-- WHAT YOU HAVE TO DO --
Copy out every line of the data that has the word "ProjectedVertex" somewhere in it.

-- Stored data entries --
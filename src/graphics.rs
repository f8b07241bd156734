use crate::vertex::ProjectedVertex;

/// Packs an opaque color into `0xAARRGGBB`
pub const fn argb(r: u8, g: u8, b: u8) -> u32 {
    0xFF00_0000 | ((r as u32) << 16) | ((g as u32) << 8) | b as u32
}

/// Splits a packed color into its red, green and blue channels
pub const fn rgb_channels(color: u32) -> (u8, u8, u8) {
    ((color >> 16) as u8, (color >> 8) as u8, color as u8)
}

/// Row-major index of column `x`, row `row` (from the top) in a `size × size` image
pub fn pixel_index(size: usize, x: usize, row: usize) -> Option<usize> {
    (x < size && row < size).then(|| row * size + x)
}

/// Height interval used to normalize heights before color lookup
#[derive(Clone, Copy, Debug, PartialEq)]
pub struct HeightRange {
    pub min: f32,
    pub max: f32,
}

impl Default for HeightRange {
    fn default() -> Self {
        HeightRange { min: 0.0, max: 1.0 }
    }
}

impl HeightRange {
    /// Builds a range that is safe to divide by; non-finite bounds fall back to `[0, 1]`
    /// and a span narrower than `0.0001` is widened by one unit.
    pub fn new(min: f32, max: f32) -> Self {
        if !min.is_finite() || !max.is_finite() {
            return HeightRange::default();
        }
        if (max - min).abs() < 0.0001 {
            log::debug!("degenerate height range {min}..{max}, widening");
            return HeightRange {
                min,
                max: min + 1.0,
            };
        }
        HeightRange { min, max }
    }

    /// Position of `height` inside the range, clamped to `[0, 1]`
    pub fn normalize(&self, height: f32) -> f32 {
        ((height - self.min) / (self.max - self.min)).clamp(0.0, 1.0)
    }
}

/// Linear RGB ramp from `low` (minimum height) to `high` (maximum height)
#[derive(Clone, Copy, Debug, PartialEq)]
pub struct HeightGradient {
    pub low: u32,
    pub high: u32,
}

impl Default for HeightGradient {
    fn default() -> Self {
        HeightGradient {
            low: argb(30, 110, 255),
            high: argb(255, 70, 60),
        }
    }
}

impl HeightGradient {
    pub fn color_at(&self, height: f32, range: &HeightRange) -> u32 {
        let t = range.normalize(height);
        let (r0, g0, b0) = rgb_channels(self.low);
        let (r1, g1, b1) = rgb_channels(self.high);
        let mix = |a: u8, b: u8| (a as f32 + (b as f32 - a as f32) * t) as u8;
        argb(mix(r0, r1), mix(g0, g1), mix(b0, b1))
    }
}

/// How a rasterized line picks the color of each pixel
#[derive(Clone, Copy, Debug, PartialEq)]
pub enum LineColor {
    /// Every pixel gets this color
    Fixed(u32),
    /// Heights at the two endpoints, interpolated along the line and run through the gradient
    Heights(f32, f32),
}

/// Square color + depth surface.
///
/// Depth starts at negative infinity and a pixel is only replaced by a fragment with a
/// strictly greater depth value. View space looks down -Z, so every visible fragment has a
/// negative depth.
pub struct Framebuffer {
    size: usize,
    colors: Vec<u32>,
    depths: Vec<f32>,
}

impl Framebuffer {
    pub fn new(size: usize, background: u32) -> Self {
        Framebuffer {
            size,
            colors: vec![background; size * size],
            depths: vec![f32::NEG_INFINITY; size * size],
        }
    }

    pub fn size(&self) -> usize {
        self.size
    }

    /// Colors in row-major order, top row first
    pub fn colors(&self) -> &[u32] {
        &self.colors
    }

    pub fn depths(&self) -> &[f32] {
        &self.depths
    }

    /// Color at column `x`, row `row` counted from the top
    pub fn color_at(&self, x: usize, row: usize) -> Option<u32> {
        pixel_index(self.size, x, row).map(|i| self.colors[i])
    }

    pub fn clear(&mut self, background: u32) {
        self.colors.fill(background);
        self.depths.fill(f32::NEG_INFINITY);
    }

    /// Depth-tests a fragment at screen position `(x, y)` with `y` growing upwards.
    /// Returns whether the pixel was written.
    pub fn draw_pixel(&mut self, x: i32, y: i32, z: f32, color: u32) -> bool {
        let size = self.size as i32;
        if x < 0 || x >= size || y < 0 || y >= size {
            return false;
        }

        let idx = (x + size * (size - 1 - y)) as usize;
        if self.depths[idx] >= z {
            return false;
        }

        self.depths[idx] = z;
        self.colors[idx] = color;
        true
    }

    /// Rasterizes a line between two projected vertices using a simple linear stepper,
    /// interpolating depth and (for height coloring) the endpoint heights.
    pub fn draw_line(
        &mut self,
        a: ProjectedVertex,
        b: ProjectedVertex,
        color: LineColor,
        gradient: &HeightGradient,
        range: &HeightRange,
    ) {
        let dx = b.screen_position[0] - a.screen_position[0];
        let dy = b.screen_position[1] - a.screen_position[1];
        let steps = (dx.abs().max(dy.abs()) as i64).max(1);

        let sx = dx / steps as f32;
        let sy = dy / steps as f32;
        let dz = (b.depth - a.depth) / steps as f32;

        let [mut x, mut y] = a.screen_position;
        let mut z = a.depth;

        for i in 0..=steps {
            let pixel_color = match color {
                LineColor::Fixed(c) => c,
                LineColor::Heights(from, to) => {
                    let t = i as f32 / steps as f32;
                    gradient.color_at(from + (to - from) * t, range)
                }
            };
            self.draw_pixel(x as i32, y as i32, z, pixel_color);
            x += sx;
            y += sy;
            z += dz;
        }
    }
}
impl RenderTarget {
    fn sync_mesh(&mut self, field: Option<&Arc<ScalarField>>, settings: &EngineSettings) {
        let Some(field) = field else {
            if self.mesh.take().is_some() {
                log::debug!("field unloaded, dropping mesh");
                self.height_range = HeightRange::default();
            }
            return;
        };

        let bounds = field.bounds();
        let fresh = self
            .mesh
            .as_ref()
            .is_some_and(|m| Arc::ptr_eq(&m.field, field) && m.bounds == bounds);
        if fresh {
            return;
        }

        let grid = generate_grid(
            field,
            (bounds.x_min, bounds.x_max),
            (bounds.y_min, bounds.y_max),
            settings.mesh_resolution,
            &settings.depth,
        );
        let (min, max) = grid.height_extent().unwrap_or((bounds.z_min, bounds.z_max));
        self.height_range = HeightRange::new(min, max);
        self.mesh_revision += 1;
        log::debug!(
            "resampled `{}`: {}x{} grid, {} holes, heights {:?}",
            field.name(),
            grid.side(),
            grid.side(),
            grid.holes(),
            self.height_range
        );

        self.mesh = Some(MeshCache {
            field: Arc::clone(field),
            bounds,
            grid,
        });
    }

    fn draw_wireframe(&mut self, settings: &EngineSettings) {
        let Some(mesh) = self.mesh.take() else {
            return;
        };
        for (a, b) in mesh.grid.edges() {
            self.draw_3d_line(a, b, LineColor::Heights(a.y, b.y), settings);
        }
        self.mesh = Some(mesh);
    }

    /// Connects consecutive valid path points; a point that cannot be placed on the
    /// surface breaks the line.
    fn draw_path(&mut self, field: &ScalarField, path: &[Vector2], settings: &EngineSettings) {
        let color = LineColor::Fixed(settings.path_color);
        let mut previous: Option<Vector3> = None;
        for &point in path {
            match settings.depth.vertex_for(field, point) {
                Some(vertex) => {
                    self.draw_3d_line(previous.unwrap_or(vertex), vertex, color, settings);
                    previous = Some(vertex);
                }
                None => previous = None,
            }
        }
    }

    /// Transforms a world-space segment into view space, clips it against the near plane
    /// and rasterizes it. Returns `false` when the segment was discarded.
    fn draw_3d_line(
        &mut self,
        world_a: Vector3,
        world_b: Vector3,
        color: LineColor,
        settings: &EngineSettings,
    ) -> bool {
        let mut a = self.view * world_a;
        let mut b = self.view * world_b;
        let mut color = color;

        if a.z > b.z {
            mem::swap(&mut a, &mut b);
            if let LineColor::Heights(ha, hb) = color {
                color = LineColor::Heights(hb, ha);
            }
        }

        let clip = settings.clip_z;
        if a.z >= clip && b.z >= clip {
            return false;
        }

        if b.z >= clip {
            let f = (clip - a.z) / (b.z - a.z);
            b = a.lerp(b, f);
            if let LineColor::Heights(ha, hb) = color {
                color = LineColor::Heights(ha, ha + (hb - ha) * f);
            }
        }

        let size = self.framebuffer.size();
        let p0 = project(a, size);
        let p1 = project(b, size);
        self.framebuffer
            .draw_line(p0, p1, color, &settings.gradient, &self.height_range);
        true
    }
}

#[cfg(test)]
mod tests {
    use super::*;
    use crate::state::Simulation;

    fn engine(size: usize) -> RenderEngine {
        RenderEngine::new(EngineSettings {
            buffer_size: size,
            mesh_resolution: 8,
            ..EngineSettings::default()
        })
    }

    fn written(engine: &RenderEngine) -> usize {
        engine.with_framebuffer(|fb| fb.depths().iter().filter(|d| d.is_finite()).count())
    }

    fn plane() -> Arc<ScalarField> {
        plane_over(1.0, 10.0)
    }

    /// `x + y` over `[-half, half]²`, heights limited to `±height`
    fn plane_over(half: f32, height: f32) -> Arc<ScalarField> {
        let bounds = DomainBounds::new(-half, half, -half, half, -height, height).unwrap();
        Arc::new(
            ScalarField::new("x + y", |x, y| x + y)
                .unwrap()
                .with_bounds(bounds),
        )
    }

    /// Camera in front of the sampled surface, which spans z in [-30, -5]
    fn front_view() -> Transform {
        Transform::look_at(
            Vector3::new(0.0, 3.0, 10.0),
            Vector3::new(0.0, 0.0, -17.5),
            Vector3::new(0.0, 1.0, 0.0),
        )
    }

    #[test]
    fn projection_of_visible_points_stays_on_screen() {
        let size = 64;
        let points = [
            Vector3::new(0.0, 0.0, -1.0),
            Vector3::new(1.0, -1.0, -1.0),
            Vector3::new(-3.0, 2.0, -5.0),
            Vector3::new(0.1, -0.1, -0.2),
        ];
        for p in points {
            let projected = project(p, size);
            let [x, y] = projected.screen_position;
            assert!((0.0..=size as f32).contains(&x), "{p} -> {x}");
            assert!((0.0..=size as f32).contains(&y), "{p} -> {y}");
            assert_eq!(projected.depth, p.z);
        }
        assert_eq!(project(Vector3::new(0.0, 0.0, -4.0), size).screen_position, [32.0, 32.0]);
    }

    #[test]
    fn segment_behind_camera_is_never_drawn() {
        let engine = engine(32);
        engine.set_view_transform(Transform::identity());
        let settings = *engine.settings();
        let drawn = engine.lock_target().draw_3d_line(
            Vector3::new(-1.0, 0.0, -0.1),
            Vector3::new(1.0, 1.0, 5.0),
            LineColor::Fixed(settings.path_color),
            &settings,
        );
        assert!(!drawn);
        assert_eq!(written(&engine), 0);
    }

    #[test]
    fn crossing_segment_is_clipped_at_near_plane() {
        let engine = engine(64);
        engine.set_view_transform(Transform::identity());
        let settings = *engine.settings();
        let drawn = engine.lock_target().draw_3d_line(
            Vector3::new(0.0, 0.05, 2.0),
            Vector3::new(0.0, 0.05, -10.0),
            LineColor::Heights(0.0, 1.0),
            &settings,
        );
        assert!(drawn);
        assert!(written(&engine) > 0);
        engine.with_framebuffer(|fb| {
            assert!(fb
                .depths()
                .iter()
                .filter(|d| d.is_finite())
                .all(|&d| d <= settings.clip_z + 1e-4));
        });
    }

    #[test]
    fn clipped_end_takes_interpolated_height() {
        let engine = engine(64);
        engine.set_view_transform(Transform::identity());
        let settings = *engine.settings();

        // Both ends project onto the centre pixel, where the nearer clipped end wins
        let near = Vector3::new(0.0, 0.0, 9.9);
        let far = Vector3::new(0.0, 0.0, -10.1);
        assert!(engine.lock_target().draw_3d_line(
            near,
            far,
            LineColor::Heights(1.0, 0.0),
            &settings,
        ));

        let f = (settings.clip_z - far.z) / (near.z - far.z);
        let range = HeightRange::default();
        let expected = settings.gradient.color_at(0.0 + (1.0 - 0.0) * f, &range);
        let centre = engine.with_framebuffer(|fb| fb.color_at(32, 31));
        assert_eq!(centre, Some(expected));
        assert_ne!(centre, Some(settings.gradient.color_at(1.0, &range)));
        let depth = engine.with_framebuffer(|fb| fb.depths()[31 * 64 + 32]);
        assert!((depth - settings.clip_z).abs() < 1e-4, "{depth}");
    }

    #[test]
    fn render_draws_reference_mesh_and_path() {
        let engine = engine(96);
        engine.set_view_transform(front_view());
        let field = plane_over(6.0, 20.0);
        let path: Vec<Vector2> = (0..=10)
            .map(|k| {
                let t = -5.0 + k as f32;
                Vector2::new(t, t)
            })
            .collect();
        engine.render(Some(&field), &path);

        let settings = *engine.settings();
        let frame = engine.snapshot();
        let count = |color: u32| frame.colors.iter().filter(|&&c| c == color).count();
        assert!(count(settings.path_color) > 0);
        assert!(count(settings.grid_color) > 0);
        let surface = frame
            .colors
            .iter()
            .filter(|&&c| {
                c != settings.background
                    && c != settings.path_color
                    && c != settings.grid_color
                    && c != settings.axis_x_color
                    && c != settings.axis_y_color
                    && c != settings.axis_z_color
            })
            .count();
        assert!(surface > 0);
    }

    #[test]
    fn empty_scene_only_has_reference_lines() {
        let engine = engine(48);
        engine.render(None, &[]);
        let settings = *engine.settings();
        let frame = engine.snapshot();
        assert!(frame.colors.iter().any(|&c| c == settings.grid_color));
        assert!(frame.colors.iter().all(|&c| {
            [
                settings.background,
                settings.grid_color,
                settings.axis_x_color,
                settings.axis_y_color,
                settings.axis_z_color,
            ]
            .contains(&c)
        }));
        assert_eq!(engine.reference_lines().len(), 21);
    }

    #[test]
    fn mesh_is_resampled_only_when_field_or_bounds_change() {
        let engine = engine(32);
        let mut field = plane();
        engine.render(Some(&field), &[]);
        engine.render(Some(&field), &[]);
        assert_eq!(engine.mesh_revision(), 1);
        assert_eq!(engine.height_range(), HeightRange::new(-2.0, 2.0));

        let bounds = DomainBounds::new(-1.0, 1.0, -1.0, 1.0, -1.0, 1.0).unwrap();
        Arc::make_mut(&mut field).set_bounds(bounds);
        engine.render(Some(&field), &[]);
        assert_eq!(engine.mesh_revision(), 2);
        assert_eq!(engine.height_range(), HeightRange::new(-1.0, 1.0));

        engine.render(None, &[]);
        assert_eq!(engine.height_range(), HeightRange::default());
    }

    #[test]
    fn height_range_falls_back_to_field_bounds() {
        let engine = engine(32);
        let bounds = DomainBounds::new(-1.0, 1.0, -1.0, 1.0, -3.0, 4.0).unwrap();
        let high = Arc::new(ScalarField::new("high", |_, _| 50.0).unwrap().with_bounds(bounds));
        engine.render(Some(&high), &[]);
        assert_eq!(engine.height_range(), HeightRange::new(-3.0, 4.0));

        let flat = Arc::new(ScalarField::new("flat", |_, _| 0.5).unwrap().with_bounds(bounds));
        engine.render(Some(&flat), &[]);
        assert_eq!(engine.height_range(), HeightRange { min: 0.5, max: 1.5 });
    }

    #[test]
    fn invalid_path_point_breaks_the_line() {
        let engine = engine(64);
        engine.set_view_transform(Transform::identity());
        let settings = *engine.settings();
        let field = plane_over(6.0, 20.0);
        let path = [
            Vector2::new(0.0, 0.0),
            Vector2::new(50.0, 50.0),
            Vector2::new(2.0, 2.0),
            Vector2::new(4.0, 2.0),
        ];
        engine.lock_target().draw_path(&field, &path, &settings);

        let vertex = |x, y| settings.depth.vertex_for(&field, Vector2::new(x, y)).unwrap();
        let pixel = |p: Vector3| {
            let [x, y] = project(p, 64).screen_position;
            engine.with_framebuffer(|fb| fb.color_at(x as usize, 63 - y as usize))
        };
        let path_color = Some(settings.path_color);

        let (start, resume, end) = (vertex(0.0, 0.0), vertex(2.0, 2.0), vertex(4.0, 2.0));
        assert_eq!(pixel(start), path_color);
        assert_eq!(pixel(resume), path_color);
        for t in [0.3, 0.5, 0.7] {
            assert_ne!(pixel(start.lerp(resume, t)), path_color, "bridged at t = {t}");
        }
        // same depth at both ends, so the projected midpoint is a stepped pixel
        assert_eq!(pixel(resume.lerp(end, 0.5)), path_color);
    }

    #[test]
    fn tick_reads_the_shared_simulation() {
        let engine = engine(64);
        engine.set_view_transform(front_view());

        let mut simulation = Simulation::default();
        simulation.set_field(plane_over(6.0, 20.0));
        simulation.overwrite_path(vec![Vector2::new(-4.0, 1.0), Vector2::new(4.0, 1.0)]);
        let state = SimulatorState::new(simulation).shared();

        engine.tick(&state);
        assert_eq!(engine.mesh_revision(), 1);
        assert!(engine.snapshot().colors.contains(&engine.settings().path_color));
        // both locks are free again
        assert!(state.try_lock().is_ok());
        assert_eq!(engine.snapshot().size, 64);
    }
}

-- RESPONSE AREA --
use crate::vertex::ProjectedVertex;
        a: ProjectedVertex,
        b: ProjectedVertex,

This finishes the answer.